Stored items
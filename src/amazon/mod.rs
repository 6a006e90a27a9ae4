//! Amazon-specific modules for HTTP client, parsing, and data models.

pub mod asin;
pub mod client;
pub mod error;
pub mod models;
pub mod parser;
pub mod selectors;

pub use client::{AmazonClient, OfferSource};
pub use error::LookupError;
pub use models::{Lookup, Offer, Outcome};
pub use parser::ListingPage;
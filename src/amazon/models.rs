//! Data models for offers and lookup results.

use serde::{Deserialize, Serialize};

/// One seller's offer as scraped from an offer-listing page.
#[derive(Debug, Clone, PartialEq, Eq, Serialize, Deserialize)]
pub struct Offer {
    /// Item price as shown, e.g. `$19.99`
    pub price: Option<String>,
    /// Shipping charge as shown, absent for free or unparseable shipping
    pub shipping: Option<String>,
    /// Condition with all whitespace removed, e.g. `Used-LikeNew`
    pub condition: String,
    /// Whether the offer carries the Fulfilled-by-Amazon badge
    pub fba: bool,
}

/// Terminal result of an FBA lookup.
#[derive(Debug, Clone, PartialEq, Eq, Serialize, Deserialize)]
#[serde(tag = "status", content = "offer", rename_all = "snake_case")]
pub enum Outcome {
    /// First FBA offer in listing order. Amazon sorts offers by price, so this
    /// is assumed (not verified) to be the cheapest FBA offer.
    Found(Offer),
    /// The listing page redirected away; there is no such item.
    NoSuchItem,
    /// Every page was scanned and no offer was FBA.
    NoFbaListings,
}

impl Outcome {
    /// Process exit code for this outcome.
    pub fn exit_code(&self) -> u8 {
        match self {
            Outcome::Found(_) => 0,
            Outcome::NoSuchItem => 2,
            Outcome::NoFbaListings => 3,
        }
    }

    /// Returns the selected offer, if any.
    pub fn offer(&self) -> Option<&Offer> {
        match self {
            Outcome::Found(offer) => Some(offer),
            _ => None,
        }
    }
}

/// A finished lookup, ready for formatting.
#[derive(Debug, Clone, Serialize)]
pub struct Lookup {
    /// Identifier as the user typed it
    pub identifier: String,
    /// Normalized ASIN used in the listing URL
    pub asin: String,
    #[serde(flatten)]
    pub outcome: Outcome,
    /// Number of listing pages fetched
    pub pages_scanned: usize,
}

impl Lookup {
    /// Process exit code for this lookup.
    pub fn exit_code(&self) -> u8 {
        self.outcome.exit_code()
    }
}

#### Problem:
The task requires an exact copy of all the lines above.

#### Output below:
filename src/amazon/mod.rs
repository 6a006e90a27a9ae4
//! Amazon-specific modules for HTTP client, parsing, and data models.

pub mod asin;
pub mod client;
pub mod error;
pub mod models;
pub mod parser;
pub mod selectors;

pub use client::{AmazonClient, OfferSource};
pub use error::LookupError;
pub use models::{Lookup, Offer, Outcome};
pub use parser::ListingPage;
filename src/amazon/models.rs
//! Data models for offers and lookup results.

use serde::{Deserialize, Serialize};

/// One seller's offer as scraped from an offer-listing page.
#[derive(Debug, Clone, PartialEq, Eq, Serialize, Deserialize)]
pub struct Offer {
    /// Item price as shown, e.g. `$19.99`
    pub price: Option<String>,
    /// Shipping charge as shown, absent for free or unparseable shipping
    pub shipping: Option<String>,
    /// Condition with all whitespace removed, e.g. `Used-LikeNew`
    pub condition: String,
    /// Whether the offer carries the Fulfilled-by-Amazon badge
    pub fba: bool,
}

/// Terminal result of an FBA lookup.
#[derive(Debug, Clone, PartialEq, Eq, Serialize, Deserialize)]
#[serde(tag = "status", content = "offer", rename_all = "snake_case")]
pub enum Outcome {
    /// First FBA offer in listing order. Amazon sorts offers by price, so this
    /// is assumed (not verified) to be the cheapest FBA offer.
    Found(Offer),
    /// The listing page redirected away; there is no such item.
    NoSuchItem,
    /// Every page was scanned and no offer was FBA.
    NoFbaListings,
}

impl Outcome {
    /// Process exit code for this outcome.
    pub fn exit_code(&self) -> u8 {
        match self {
            Outcome::Found(_) => 0,
            Outcome::NoSuchItem => 2,
            Outcome::NoFbaListings => 3,
        }
    }

    /// Returns the selected offer, if any.
    pub fn offer(&self) -> Option<&Offer> {
        match self {
            Outcome::Found(offer) => Some(offer),
            _ => None,
        }
    }
}

/// A finished lookup, ready for formatting.
#[derive(Debug, Clone, Serialize)]
pub struct Lookup {
    /// Identifier as the user typed it
    pub identifier: String,
    /// Normalized ASIN used in the listing URL
    pub asin: String,
    #[serde(flatten)]
    pub outcome: Outcome,
    /// Number of listing pages fetched
    pub pages_scanned: usize,
}

impl Lookup {
    /// Process exit code for this lookup.
    pub fn exit_code(&self) -> u8 {
        self.outcome.exit_code()
    }
}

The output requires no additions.